El libro Clases de literatura tiene que contar como una pieza indispensable para el conocimiento cabal de un autor que, como él mismo delante de esos personajes que se le aparecían súbitamente, acaso no hemos sabido muy bien qué traía entre manos. A la vez que un curso profusamente informado sobre la comprensión que Cortázar tenía de la experiencia literaria (la creación, básicamente, pero también la lectura y los modos en que estas actividades pueden ser decisivas en nuestras vidas), es una prolija e iluminadora revisión que el argentino hace de su propia obra, y acompañarlo en ese examen equivale a descubrir junto con él cierto conocimiento antes secreto que, así desvelado, afina y enriquece las numerosas felicidades que hemos encontrado en sus libros. Cortázar es famosísimo, qué duda cabe, y seguramente uno de los escritores latinoamericanos más leídos.
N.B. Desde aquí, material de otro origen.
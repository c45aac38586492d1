use super::{fill_bytes_from_u64, RandomSource};
use rand::{RngCore, SeedableRng};

/// Draws discarded after every reseed
const WARM_UP_DRAWS: usize = 100;

/// Substitute for a zero seed, which would leave the state stuck at zero
const ZERO_SEED_FALLBACK: u64 = 0x2545_F491_4F6C_DD1D;

/// xoshiro256** with a multiplicative seeding scheme.
///
/// Slower than [`super::LcgRng`] but each draw carries a full 64 bits.
#[derive(Debug, Clone, PartialEq, Eq)]
pub struct Xoshiro256StarStar {
    state: [u64; 4],
}

impl Xoshiro256StarStar {
    pub fn new(seed: u64) -> Self {
        let mut rng = Self { state: [0; 4] };
        rng.reseed(seed);
        rng
    }

    pub fn from_seed_str(seed: &str) -> Self {
        let mut rng = Self::new(0);
        rng.seed(seed);
        rng
    }

    #[inline]
    fn step(&mut self) -> u64 {
        let s = &mut self.state;
        let result = s[1].wrapping_mul(5).rotate_left(7).wrapping_mul(9);
        let t = s[1] << 17;

        s[2] ^= s[0];
        s[3] ^= s[1];
        s[1] ^= s[2];
        s[0] ^= s[3];
        s[2] ^= t;
        s[3] = s[3].rotate_left(45);

        result
    }
}

impl RandomSource for Xoshiro256StarStar {
    #[inline]
    fn next_raw(&mut self) -> u64 {
        self.step()
    }

    #[inline]
    fn float(&mut self) -> f64 {
        // top 53 bits over 2^53: the full 64-bit range at f64 precision, never 1.0
        (self.step() >> 11) as f64 / (1u64 << 53) as f64
    }

    fn reseed(&mut self, seed: u64) {
        let seed = if seed == 0 { ZERO_SEED_FALLBACK } else { seed };
        self.state = [
            seed.wrapping_mul(3_216_541_354),
            seed.wrapping_mul(23_215_623),
            seed.wrapping_mul(328_999),
            seed.wrapping_mul(32_956),
        ];
        for _ in 0..WARM_UP_DRAWS {
            self.step();
        }
    }
}

impl RngCore for Xoshiro256StarStar {
    fn next_u32(&mut self) -> u32 {
        (self.step() >> 32) as u32
    }

    fn next_u64(&mut self) -> u64 {
        self.step()
    }

    fn fill_bytes(&mut self, dst: &mut [u8]) {
        fill_bytes_from_u64(self, dst)
    }
}

impl SeedableRng for Xoshiro256StarStar {
    type Seed = [u8; 8];

    fn from_seed(seed: Self::Seed) -> Self {
        Self::new(u64::from_le_bytes(seed))
    }
}
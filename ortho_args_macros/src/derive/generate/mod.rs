//! Code generation for the derive macros.

use proc_macro2::TokenStream;
use quote::quote;
use syn::{Expr, ExprLit, Lit, Type};

pub(crate) mod choice;
pub(crate) mod schema;

/// Converts an attribute expression into a runtime `Value`, checking it
/// against `ty` at compile time.
///
/// String literals go through `From<&str>` so that `default = "x"` works for
/// `String` and `PathBuf` fields alike.
pub(crate) fn typed_value(expr: &Expr, ty: &Type, krate: &TokenStream) -> TokenStream {
    if let Expr::Lit(ExprLit {
        lit: Lit::Str(_), ..
    }) = expr
    {
        return quote! {
            #krate::IntoValue::into_value(<#ty as ::core::convert::From<&str>>::from(#expr))
        };
    }
    quote! {
        {
            let value: #ty = #expr;
            #krate::IntoValue::into_value(value)
        }
    }
}
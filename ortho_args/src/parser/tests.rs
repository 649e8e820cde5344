//! Unit tests for the clap-backed parser and its value checks.
#![expect(
    clippy::expect_used,
    reason = "tests panic to surface parsing mistakes"
)]

use std::sync::OnceLock;

use anyhow::{Result, anyhow, ensure};
use rstest::{fixture, rstest};

use super::*;
use crate::{ChoiceSet, FieldDescriptor, FieldMetadata, Nargs, TypeExpr};

#[fixture]
fn job_parser() -> Parser {
    let schema = Schema::builder("JobRunner")
        .about("Runs jobs")
        .field(
            FieldDescriptor::new("name", TypeExpr::string())
                .with_metadata(FieldMetadata::default().with_help("Job name")),
        )
        .field(
            FieldDescriptor::new("retries", TypeExpr::optional(TypeExpr::int()))
                .with_default(Value::Int(3)),
        )
        .field(FieldDescriptor::new("verbose", TypeExpr::bool()).with_default(Value::Bool(false)))
        .field(FieldDescriptor::new("tags", TypeExpr::list(TypeExpr::string())))
        .field(FieldDescriptor::new(
            "mode",
            TypeExpr::optional(TypeExpr::Choice(ChoiceSet::strings(["fast", "safe"]))),
        ))
        .build()
        .expect("valid schema");
    Parser::new(&schema, &BuildOptions::default()).expect("parser")
}

fn invalid_issues(err: UsageError) -> Result<Vec<UsageIssue>> {
    match err {
        UsageError::Invalid { issues, .. } => Ok(issues.into_iter().collect()),
        UsageError::Clap(err) => Err(anyhow!("expected value issues, got clap error: {err}")),
    }
}

#[rstest]
fn records_only_supplied_values(job_parser: Parser) -> Result<()> {
    let raw = job_parser.parse(["--name", "job1", "--tags", "a", "--tags", "b"])?;
    ensure!(raw.len() == 2);
    ensure!(raw.get("name") == Some(&Value::Str("job1".into())));
    ensure!(
        raw.get("tags")
            == Some(&Value::List(vec![
                Value::Str("a".into()),
                Value::Str("b".into())
            ]))
    );
    Ok(())
}

#[rstest]
fn constructs_with_defaults(job_parser: Parser) -> Result<()> {
    let raw = job_parser.parse(["--name", "job1", "--tags", "a", "--tags", "b"])?;
    let record = job_parser.construct(&raw)?;
    ensure!(record.get("retries") == Some(&Value::Int(3)));
    ensure!(record.get("verbose") == Some(&Value::Bool(false)));
    ensure!(record.get("mode") == Some(&Value::Null));
    Ok(())
}

#[rstest]
fn flag_presence_yields_true(job_parser: Parser) -> Result<()> {
    let raw = job_parser.parse(["--name", "x", "--verbose"])?;
    ensure!(raw.get("verbose") == Some(&Value::Bool(true)));
    Ok(())
}

#[rstest]
fn accepts_inline_values(job_parser: Parser) -> Result<()> {
    let raw = job_parser.parse(["--name=job1", "--retries=10"])?;
    ensure!(raw.get("retries") == Some(&Value::Int(10)));
    Ok(())
}

#[rstest]
fn last_occurrence_of_a_scalar_wins(job_parser: Parser) -> Result<()> {
    let raw = job_parser.parse(["--name", "a", "--name", "b"])?;
    ensure!(raw.get("name") == Some(&Value::Str("b".into())));
    Ok(())
}

#[rstest]
fn missing_required_flag_is_reported(job_parser: Parser) -> Result<()> {
    let err = job_parser.parse(["--verbose"]).expect_err("name is required");
    ensure!(err.exit_code() != 0);
    let issues = invalid_issues(err)?;
    ensure!(
        issues
            == [UsageIssue::MissingRequiredField {
                field: "name".into(),
                flag: "--name".into(),
            }]
    );
    Ok(())
}

#[rstest]
fn aggregates_every_issue(job_parser: Parser) -> Result<()> {
    let err = job_parser
        .parse(["--retries", "many", "--mode", "slow"])
        .expect_err("three problems");
    let usage = match &err {
        UsageError::Invalid { usage, .. } => usage.clone(),
        UsageError::Clap(_) => String::new(),
    };
    ensure!(usage.contains("job-runner"), "usage lacks program name: {usage}");
    let issues = invalid_issues(err)?;
    ensure!(issues.len() == 3, "unexpected issues: {issues:?}");
    ensure!(matches!(
        issues.first(),
        Some(UsageIssue::TypeMismatch { flag, token, .. }) if flag == "--retries" && token == "many"
    ));
    ensure!(matches!(
        issues.get(1),
        Some(UsageIssue::InvalidChoice { token, choices, .. })
            if token == "slow" && choices == "fast, safe"
    ));
    ensure!(matches!(
        issues.get(2),
        Some(UsageIssue::MissingRequiredField { field, .. }) if field == "name"
    ));
    Ok(())
}

#[rstest]
#[case("fast")]
#[case("safe")]
fn every_choice_round_trips(job_parser: Parser, #[case] choice: &str) -> Result<()> {
    let raw = job_parser.parse(["--name", "x", "--mode", choice])?;
    ensure!(raw.get("mode") == Some(&Value::Str(choice.to_owned())));
    Ok(())
}

#[rstest]
fn choices_are_case_sensitive(job_parser: Parser) -> Result<()> {
    let err = job_parser
        .parse(["--name", "x", "--mode", "FAST"])
        .expect_err("case mismatch");
    ensure!(matches!(
        invalid_issues(err)?.as_slice(),
        [UsageIssue::InvalidChoice { .. }]
    ));
    Ok(())
}

#[rstest]
fn unknown_flags_are_structural_errors(job_parser: Parser) -> Result<()> {
    let err = job_parser
        .parse(["--name", "x", "--bogus"])
        .expect_err("unknown flag");
    ensure!(matches!(err, UsageError::Clap(_)));
    ensure!(err.exit_code() == 2);
    Ok(())
}

#[rstest]
fn help_is_a_display_request(job_parser: Parser) -> Result<()> {
    let err = job_parser.parse(["--help"]).expect_err("help");
    ensure!(err.is_display_request());
    ensure!(err.exit_code() == 0);
    Ok(())
}

#[rstest]
fn help_lists_annotations(job_parser: Parser) -> Result<()> {
    let help = job_parser.render_help();
    ensure!(help.contains("Runs jobs"), "{help}");
    ensure!(help.contains("Job name [required]"), "{help}");
    ensure!(help.contains("[default: 3]"), "{help}");
    ensure!(help.contains("[choices: fast, safe]"), "{help}");
    ensure!(help.contains("--verbose"), "{help}");
    Ok(())
}

#[test]
fn negative_numbers_are_values() -> Result<()> {
    let schema = Schema::builder("Offset")
        .field(FieldDescriptor::new("delta", TypeExpr::int()))
        .build()?;
    let parser = Parser::new(&schema, &BuildOptions::default())?;
    let raw = parser.parse(["--delta", "-5"])?;
    ensure!(raw.get("delta") == Some(&Value::Int(-5)));
    Ok(())
}

#[test]
fn fixed_arity_lists_take_exact_token_counts() -> Result<()> {
    let schema = Schema::builder("Point")
        .field(
            FieldDescriptor::new("coords", TypeExpr::list(TypeExpr::int()))
                .with_metadata(FieldMetadata::default().with_nargs(Nargs::Exactly(2))),
        )
        .build()?;
    let parser = Parser::new(&schema, &BuildOptions::default())?;
    let raw = parser.parse(["--coords", "1", "2"])?;
    ensure!(raw.get("coords") == Some(&Value::List(vec![Value::Int(1), Value::Int(2)])));
    ensure!(matches!(
        parser.parse(["--coords", "1"]),
        Err(UsageError::Clap(_))
    ));
    ensure!(parser.parse(Vec::<String>::new()).is_err());
    Ok(())
}

#[test]
fn positional_arguments_bind_in_order() -> Result<()> {
    let schema = Schema::builder("Copy")
        .field(
            FieldDescriptor::new("source", TypeExpr::string())
                .with_metadata(FieldMetadata::default().as_positional()),
        )
        .field(
            FieldDescriptor::new("targets", TypeExpr::list(TypeExpr::string()))
                .with_metadata(FieldMetadata::default().as_positional()),
        )
        .build()?;
    let parser = Parser::new(&schema, &BuildOptions::default())?;
    let raw = parser.parse(["a.txt", "b.txt", "c.txt"])?;
    ensure!(raw.get("source") == Some(&Value::Str("a.txt".into())));
    ensure!(
        raw.get("targets")
            == Some(&Value::List(vec![
                Value::Str("b.txt".into()),
                Value::Str("c.txt".into())
            ]))
    );
    Ok(())
}

#[test]
fn variable_positional_must_be_last() -> Result<()> {
    let schema = Schema::builder("Copy")
        .field(
            FieldDescriptor::new("sources", TypeExpr::list(TypeExpr::string()))
                .with_metadata(FieldMetadata::default().as_positional()),
        )
        .field(
            FieldDescriptor::new("target", TypeExpr::string())
                .with_metadata(FieldMetadata::default().as_positional()),
        )
        .build()?;
    let err = Parser::new(&schema, &BuildOptions::default()).expect_err("ambiguous positionals");
    ensure!(err.is_developer_error());
    Ok(())
}

#[test]
fn counters_count_occurrences() -> Result<()> {
    let schema = Schema::builder("Chatty")
        .field(
            FieldDescriptor::new(
                "verbosity",
                TypeExpr::Scalar(crate::ScalarKind::Integer {
                    bits: 8,
                    signed: false,
                }),
            )
            .with_metadata(
                FieldMetadata::default()
                    .with_cli_short('v')
                    .with_behavior(crate::BehaviorOverride::Count),
            ),
        )
        .build()?;
    let parser = Parser::new(&schema, &BuildOptions::default())?;
    let raw = parser.parse(["-v", "-v", "--verbosity"])?;
    ensure!(raw.get("verbosity") == Some(&Value::UInt(3)));
    let record = parser.construct(&parser.parse(Vec::<String>::new())?)?;
    ensure!(record.get("verbosity") == Some(&Value::UInt(0)));
    Ok(())
}

fn limits() -> Result<&'static Schema, SchemaError> {
    static SCHEMA: OnceLock<Result<Schema, SchemaError>> = OnceLock::new();
    SCHEMA
        .get_or_init(|| {
            Schema::builder("Limits")
                .field(FieldDescriptor::new("cpu", TypeExpr::int()))
                .field(FieldDescriptor::new("memory", TypeExpr::int()).with_default(Value::Int(512)))
                .build()
        })
        .as_ref()
        .map_err(Clone::clone)
}

fn grouped_parser() -> Result<Parser> {
    let schema = Schema::builder("Job")
        .field(FieldDescriptor::new(
            "limits",
            TypeExpr::optional(TypeExpr::Nested(SchemaRef::new("Limits", limits))),
        ))
        .build()?;
    Ok(Parser::new(&schema, &BuildOptions::default())?)
}

#[test]
fn absent_optional_group_is_null() -> Result<()> {
    let parser = grouped_parser()?;
    let record = parser.construct(&parser.parse(Vec::<String>::new())?)?;
    ensure!(record.get("limits") == Some(&Value::Null));
    Ok(())
}

#[test]
fn partially_supplied_group_enforces_members() -> Result<()> {
    let parser = grouped_parser()?;
    let err = parser
        .parse(["--limits.memory", "1024"])
        .expect_err("cpu is required once the group is used");
    ensure!(matches!(
        invalid_issues(err)?.as_slice(),
        [UsageIssue::MissingRequiredField { field, flag }]
            if field == "limits.cpu" && flag == "--limits.cpu"
    ));
    Ok(())
}

#[test]
fn supplied_group_builds_nested_record() -> Result<()> {
    let parser = grouped_parser()?;
    let record = parser.construct(&parser.parse(["--limits.cpu", "2"])?)?;
    let Some(Value::Record(limits)) = record.get("limits") else {
        return Err(anyhow!("expected nested record, got {record}"));
    };
    ensure!(limits.name() == "Limits");
    ensure!(limits.get("cpu") == Some(&Value::Int(2)));
    ensure!(limits.get("memory") == Some(&Value::Int(512)));
    Ok(())
}
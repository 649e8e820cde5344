//! Parser builder: lowers resolved field behaviours to argument specs.
//!
//! Each field that is not skipped produces exactly one [`ArgumentSpec`];
//! nested records contribute the specs of their own fields under a prefix
//! formed from the parent's flag segment and the separator, e.g.
//! `--limits.cpu`. Every long and short flag is claimed once; a second claim
//! is a [`FlagCollisionError`].

mod flags;

use heck::ToShoutySnakeCase;

use crate::{
    Arity, BuildOptions, Converter, DefaultValue, FieldBehavior, FlagCollisionError,
    ResolvedField, Value, ValueBehavior, schema::render_options,
};
use flags::{FlagClaims, join, segment};

/// Parsing contract for one command-line option or positional argument.
#[derive(Debug, Clone)]
pub struct ArgumentSpec {
    /// Key under which the parsed value is stored, e.g. `limits.cpu`.
    pub key: String,
    /// Long flag without dashes; `None` for positional arguments.
    pub long: Option<String>,
    /// Short flag.
    pub short: Option<char>,
    /// Whether the argument is bound by position.
    pub positional: bool,
    /// Token count.
    pub arity: Arity,
    /// Token converter; `None` for flags and counters.
    pub converter: Option<Converter>,
    /// Value applied when the argument is absent.
    pub default: Option<DefaultValue>,
    /// Whether the argument must be supplied.
    pub required: bool,
    /// Help text, including the choices annotation.
    pub help: Option<String>,
    /// Accepted values, if restricted.
    pub choices: Option<Vec<Value>>,
    /// Placeholder shown in usage.
    pub value_name: String,
    /// Key of the innermost optional nested record containing the argument.
    ///
    /// Required arguments inside such a group are only enforced once some
    /// argument of the group has been supplied.
    pub group: Option<String>,
}

impl ArgumentSpec {
    /// How the argument is named in diagnostics: `--flag` or `<VALUE>`.
    #[must_use]
    pub fn display_name(&self) -> String {
        match &self.long {
            Some(long) => format!("--{long}"),
            None => format!("<{}>", self.value_name),
        }
    }
}

/// Ordered argument specs plus the resolved fields they came from.
#[derive(Debug, Clone)]
pub struct ParserSpec {
    args: Vec<ArgumentSpec>,
    fields: Vec<ResolvedField>,
    separator: String,
}

impl ParserSpec {
    /// Argument specs in declaration order.
    #[must_use]
    pub fn args(&self) -> &[ArgumentSpec] {
        &self.args
    }

    /// Looks up the spec stored under `key`.
    #[must_use]
    pub fn arg(&self, key: &str) -> Option<&ArgumentSpec> {
        self.args.iter().find(|arg| arg.key == key)
    }

    /// Resolved fields of the root schema.
    #[must_use]
    pub fn fields(&self) -> &[ResolvedField] {
        &self.fields
    }

    /// Separator joining nested keys.
    #[must_use]
    pub fn separator(&self) -> &str {
        &self.separator
    }
}

/// Builds the parser specification for `fields`.
///
/// # Errors
///
/// Returns [`FlagCollisionError`] when two fields derive or declare the same
/// long or short flag, or when a field claims the reserved `--help`/`-h`.
pub fn build(
    fields: &[ResolvedField],
    options: &BuildOptions,
) -> Result<ParserSpec, FlagCollisionError> {
    let mut builder = SpecBuilder {
        separator: options.separator(),
        claims: FlagClaims::with_reserved(),
        args: Vec::with_capacity(fields.len()),
    };
    builder.walk(fields, &Scope::default())?;
    tracing::debug!(args = builder.args.len(), "built parser specification");
    Ok(ParserSpec {
        args: builder.args,
        fields: fields.to_vec(),
        separator: options.separator().to_owned(),
    })
}

#[derive(Debug, Default)]
struct Scope {
    key_prefix: Option<String>,
    flag_prefix: Option<String>,
    group: Option<String>,
}

struct SpecBuilder<'a> {
    separator: &'a str,
    claims: FlagClaims,
    args: Vec<ArgumentSpec>,
}

impl SpecBuilder<'_> {
    fn walk(&mut self, fields: &[ResolvedField], scope: &Scope) -> Result<(), FlagCollisionError> {
        for field in fields {
            let descriptor = &field.descriptor;
            let metadata = descriptor.metadata();
            if metadata.is_excluded() {
                continue;
            }
            let key = join(scope.key_prefix.as_deref(), descriptor.name(), self.separator);
            let flag = join(
                scope.flag_prefix.as_deref(),
                &segment(descriptor.name(), metadata.cli_long()),
                self.separator,
            );
            match &field.behavior {
                FieldBehavior::Nested(nested) => {
                    let group = if nested.is_optional_group() {
                        Some(key.clone())
                    } else {
                        scope.group.clone()
                    };
                    let inner = Scope {
                        key_prefix: Some(key),
                        flag_prefix: Some(flag),
                        group,
                    };
                    self.walk(&nested.fields, &inner)?;
                }
                behavior => {
                    let spec = leaf_spec(field, behavior, key, flag, scope.group.clone());
                    self.claim(&spec)?;
                    self.args.push(spec);
                }
            }
        }
        Ok(())
    }

    fn claim(&mut self, spec: &ArgumentSpec) -> Result<(), FlagCollisionError> {
        if let Some(long) = &spec.long {
            self.claims.claim_long(long, &spec.key)?;
        }
        if let Some(short) = spec.short {
            self.claims.claim_short(short, &spec.key)?;
        }
        Ok(())
    }
}

fn leaf_spec(
    field: &ResolvedField,
    behavior: &FieldBehavior,
    key: String,
    flag: String,
    group: Option<String>,
) -> ArgumentSpec {
    let descriptor = &field.descriptor;
    let metadata = descriptor.metadata();
    let positional = metadata.is_positional();
    let value_name = metadata
        .value_name()
        .map_or_else(|| descriptor.name().to_shouty_snake_case(), str::to_owned);
    let mut spec = ArgumentSpec {
        key,
        long: (!positional).then_some(flag),
        short: metadata.cli_short(),
        positional,
        arity: Arity::Flag,
        converter: None,
        default: None,
        required: false,
        help: metadata.help().map(str::to_owned),
        choices: None,
        value_name,
        group,
    };
    match behavior {
        FieldBehavior::Flag { default } => {
            spec.default = Some(DefaultValue::Value(Value::Bool(*default)));
        }
        FieldBehavior::Count { default } => {
            spec.arity = Arity::Count;
            spec.default = default.clone();
        }
        FieldBehavior::Scalar(value) | FieldBehavior::Repeated(value) => {
            apply_value(&mut spec, value);
        }
        // Nested records are expanded by the caller.
        FieldBehavior::Nested(_) => {}
    }
    spec
}

fn apply_value(spec: &mut ArgumentSpec, value: &ValueBehavior) {
    spec.arity = value.arity;
    spec.converter = Some(value.converter);
    spec.default.clone_from(&value.default);
    spec.required = value.required;
    spec.choices.clone_from(&value.choices);
    if let Some(choices) = &value.choices {
        let note = format!("[choices: {}]", render_options(choices));
        spec.help = Some(
            spec.help
                .take()
                .map_or_else(|| note.clone(), |help| format!("{help} {note}")),
        );
    }
}
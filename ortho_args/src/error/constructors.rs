//! Constructors and exit helpers for the crate's errors.

use super::{
    ArgsError, ConstructError, USAGE_EXIT_CODE, UsageError, UsageIssue, helpers::is_display_request,
};
use crate::Value;

impl ConstructError {
    /// Builds a type mismatch for `found`; the field path is filled in as
    /// the error propagates through [`Record::take`](crate::Record::take).
    #[must_use]
    pub fn mismatch(expected: impl Into<String>, found: &Value) -> Self {
        Self::TypeMismatch {
            field: String::new(),
            expected: expected.into(),
            found: found.describe(),
        }
    }

    /// Prefixes the field path with `name`.
    ///
    /// Typed conversion paths name struct fields, so they are always joined
    /// with `.` whatever separator the parser uses for its keys.
    ///
    /// # Examples
    ///
    /// ```
    /// use ortho_args::ConstructError;
    /// let err = ConstructError::MissingRequiredField { field: "cpu".into() };
    /// assert_eq!(
    ///     err.at_field("limits"),
    ///     ConstructError::MissingRequiredField { field: "limits.cpu".into() },
    /// );
    /// ```
    #[must_use]
    pub fn at_field(self, name: &str) -> Self {
        let join = |inner: String| {
            if inner.is_empty() {
                name.to_owned()
            } else {
                format!("{name}.{inner}")
            }
        };
        match self {
            Self::MissingRequiredField { field } => Self::MissingRequiredField { field: join(field) },
            Self::TypeMismatch {
                field,
                expected,
                found,
            } => Self::TypeMismatch {
                field: join(field),
                expected,
                found,
            },
        }
    }
}

impl UsageError {
    /// Issues found by the value checks; empty for clap errors.
    #[must_use]
    pub fn issues(&self) -> &[UsageIssue] {
        match self {
            Self::Clap(_) => &[],
            Self::Invalid { issues, .. } => issues.as_slice(),
        }
    }

    /// Returns `true` for `--help` and `--version` requests.
    #[must_use]
    pub fn is_display_request(&self) -> bool {
        matches!(self, Self::Clap(err) if is_display_request(err))
    }

    /// Process exit status for this error.
    #[must_use]
    pub fn exit_code(&self) -> i32 {
        match self {
            Self::Clap(err) => err.exit_code(),
            Self::Invalid { .. } => USAGE_EXIT_CODE,
        }
    }

    /// Full report: the issues followed by the synthesized usage.
    #[must_use]
    pub fn report(&self) -> String {
        match self {
            Self::Clap(err) => err.render().to_string(),
            Self::Invalid { usage, .. } => format!("error: {self}\n\n{usage}\n"),
        }
    }

    /// Prints the report and terminates the process.
    ///
    /// Help and version requests go to stdout with status zero; everything
    /// else goes to stderr with a non-zero status.
    #[expect(
        clippy::print_stderr,
        reason = "usage reports are the process's final output"
    )]
    pub fn exit(self) -> ! {
        match self {
            Self::Clap(err) => err.exit(),
            Self::Invalid { .. } => {
                eprint!("{}", self.report());
                std::process::exit(USAGE_EXIT_CODE)
            }
        }
    }
}

impl ArgsError {
    /// Construct a validation error for use in post-parse hooks.
    ///
    /// # Examples
    ///
    /// ```
    /// use ortho_args::ArgsError;
    /// let err = ArgsError::validation("retries", "must be below 10");
    /// assert_eq!(err.to_string(), "Validation failed for 'retries': must be below 10");
    /// ```
    #[must_use]
    pub fn validation(key: impl Into<String>, message: impl Into<String>) -> Self {
        Self::Validation {
            key: key.into(),
            message: message.into(),
        }
    }

    /// Returns `true` when the error points at the schema declaration rather
    /// than the user's input.
    #[must_use]
    pub const fn is_developer_error(&self) -> bool {
        matches!(self, Self::Schema(_) | Self::FlagCollision(_))
    }

    /// Prints the error and terminates the process.
    ///
    /// Usage errors delegate to [`UsageError::exit`]; any other error is
    /// printed to stderr with status 2.
    #[expect(
        clippy::print_stderr,
        reason = "the error is the process's final output"
    )]
    pub fn exit(self) -> ! {
        match self {
            Self::Usage(err) => err.exit(),
            other => {
                eprintln!("error: {other}");
                std::process::exit(USAGE_EXIT_CODE)
            }
        }
    }
}
//! Lazy references to nested schemas.

use std::fmt;

use crate::{ArgSchema, Schema, SchemaError};

/// Resolver signature for a memoized schema.
pub type ResolveFn = fn() -> Result<&'static Schema, SchemaError>;

/// Indirection to a schema that is only materialized on first use.
///
/// The referenced schema is not touched while the referring schema is
/// declared, so records may refer to each other regardless of declaration
/// order. Implementations of the resolver are expected to memoize, as the
/// derived `ArgSchema::schema` does with a `OnceLock`.
///
/// # Examples
///
/// ```
/// use std::sync::OnceLock;
/// use ortho_args::{FieldDescriptor, Schema, SchemaError, SchemaRef, TypeExpr};
///
/// fn limits() -> Result<&'static Schema, SchemaError> {
///     static SCHEMA: OnceLock<Result<Schema, SchemaError>> = OnceLock::new();
///     SCHEMA
///         .get_or_init(|| {
///             Schema::builder("Limits")
///                 .field(FieldDescriptor::new("cpu", TypeExpr::int()))
///                 .build()
///         })
///         .as_ref()
///         .map_err(Clone::clone)
/// }
///
/// let reference = SchemaRef::new("Limits", limits);
/// assert_eq!(reference.resolve()?.fields().len(), 1);
/// # Ok::<(), SchemaError>(())
/// ```
#[derive(Clone, Copy)]
pub struct SchemaRef {
    name: &'static str,
    resolve: ResolveFn,
}

impl SchemaRef {
    /// Creates a reference identified by `name`.
    ///
    /// `name` must be unique among the schemas reachable from one root; it
    /// is the identity used for cycle detection.
    #[must_use]
    pub const fn new(name: &'static str, resolve: ResolveFn) -> Self {
        Self { name, resolve }
    }

    /// Reference to the schema derived for `T`.
    #[must_use]
    pub fn of<T: ArgSchema>() -> Self {
        Self::new(std::any::type_name::<T>(), T::schema)
    }

    /// Identity of the referenced schema.
    #[must_use]
    pub const fn name(&self) -> &'static str {
        self.name
    }

    /// Materializes the referenced schema.
    ///
    /// # Errors
    ///
    /// Propagates any [`SchemaError`] raised while declaring the schema.
    pub fn resolve(&self) -> Result<&'static Schema, SchemaError> {
        (self.resolve)()
    }
}

impl fmt::Debug for SchemaRef {
    fn fmt(&self, f: &mut fmt::Formatter<'_>) -> fmt::Result {
        f.debug_tuple("SchemaRef").field(&self.name).finish()
    }
}

impl PartialEq for SchemaRef {
    fn eq(&self, other: &Self) -> bool {
        self.name == other.name
    }
}
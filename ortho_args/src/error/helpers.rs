//! Helpers for classifying clap errors.

use clap::{Error as ClapError, error::ErrorKind};

/// Returns `true` when a [`clap::Error`] corresponds to `--help` or
/// `--version`.
///
/// Clap surfaces these requests as errors so that callers using
/// `try_parse_from` can still print the output and exit with status zero.
#[must_use]
pub fn is_display_request(err: &ClapError) -> bool {
    matches!(
        err.kind(),
        ErrorKind::DisplayHelp | ErrorKind::DisplayVersion
    )
}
Pero la fama, con él, puede tener el efecto paradójico (y seguramente pernicioso) de ir volviéndolo invisible. Como en el caso de la señora española que afirmaba no haber leído el Quijote, pero que “se lo sabía”, al autor de Rayuela corremos el riesgo de darlo por sabido y olvidarnos de lo que dejó escrito —y principalmente a causa de la celebridad de esta novela—. Y es mucho lo que podemos perdernos: los volúmenes de cuentos, pero sobre todo los de sus ensayos, esos libros-almanaque, como él los llamaba, en los que se despliegan su imaginación asombrosamente libre y su perspicacia agudísima para percatarse de lo más insólito y para proponer interpretaciones incesantemente estimulantes que intensifican sin falla nuestra capacidad de maravilla.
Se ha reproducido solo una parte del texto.